Project Details
Bryotherm - Thermomorphogenesis as a mechanism to adapt to elevated temperatures in early land plant evolution
Applicant
Professor Dr. Marcel Quint
Subject Area
Plant Physiology
Evolution and Systematics of Plants and Fungi
Plant Cell and Developmental Biology
Evolution and Systematics of Plants and Fungi
Plant Cell and Developmental Biology
Term
from 2020 to 2024
Project identifier
Deutsche Forschungsgemeinschaft (DFG) - Project number 440536505
The amplitude between the minimum and the maximum ambient temperature a plant has to endure during its life cycle is much larger in terrestrial than in aquatic environments. As such, especially elevated ambient temperatures are among the most prominent abiotic factors plants had to cope with to successfully colonize land. It is known that the phenotypic plasticity in eudicot land plants allows them to adjust shoot architecture to acclimate and adapt to elevated temperatures. How and when this mechanism, thermomorphogenesis, has originated is unknown. Likewise, we do not know whether bryophytes, whose body plans is probably very similar to that of the first terrestrial plants, perform thermomorphogenesis. In this project, we will therefore characterize the response of bryophytes (Physcomitrella patens and Marchantia polymorpha) to elevated temperatures on both the morphological as well as the physiological level, including elucidation of temperature sensitive signaling cascades.
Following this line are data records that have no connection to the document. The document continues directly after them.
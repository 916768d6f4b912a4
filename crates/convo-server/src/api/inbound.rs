//! `/inbound`: the mail provider's webhook for replies.

use axum::extract::{Multipart, State};
use axum::routing::post;
use axum::Router;

use super::extract::Ctx;
use crate::error::ServerError;
use crate::services::inbound::{Envelope, InboundEmail};
use crate::state::AppState;

pub fn routes() -> Router<AppState> {
    Router::new().route("/inbound", post(inbound))
}

/// The provider posts a multipart form; `envelope` is a JSON string.
/// Errors here are the sender's fault and are answered with a drop.
async fn read_form(mut form: Multipart) -> Result<InboundEmail, ServerError> {
    let mut email = InboundEmail::default();
    while let Some(field) = form
        .next_field()
        .await
        .map_err(|e| ServerError::bad_request(format!("Invalid form: {e}")))?
    {
        let name = field.name().unwrap_or_default().to_string();
        let value = field
            .text()
            .await
            .map_err(|e| ServerError::bad_request(format!("Failed to read {name}: {e}")))?;
        match name.as_str() {
            "envelope" => {
                email.envelope = serde_json::from_str::<Envelope>(&value)
                    .map_err(|e| ServerError::bad_request(format!("Invalid envelope: {e}")))?;
            }
            "from" => email.from = value,
            "subject" => email.subject = value,
            "text" => email.text = value,
            "html" => email.html = value,
            _ => {}
        }
    }
    Ok(email)
}

async fn inbound(
    State(state): State<AppState>,
    Ctx(ctx): Ctx,
    form: Multipart,
) -> Result<String, ServerError> {
    let email = match read_form(form).await {
        Ok(email) => email,
        Err(e) => {
            tracing::warn!(error = %e, "inbound mail with unreadable form");
            return Ok("DROP: invalid envelope".to_string());
        }
    };
    let outcome = state.ingest_email(&ctx, &email).await?;
    tracing::info!(outcome = %outcome.describe(), to = ?email.envelope.to, "inbound mail");
    Ok(outcome.describe())
}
In addition to comparative analyses we will also follow an unbiased approach, primarily using the liverwort Marchantia polymorpha. To identify signaling and response modules, we will generate high density transcriptomic and phosphoproteomic datasets and use them to construct gene regulatory networks based on machine learning approaches. As such, we aim to combine morphological and molecular data in this project to better understand how bryophytes cope with elevated ambient temperatures. With this knowledge. we might then be in a position to design experiments that directly address the emergence of such mechanisms and their role during the terrestrialization of land by plants.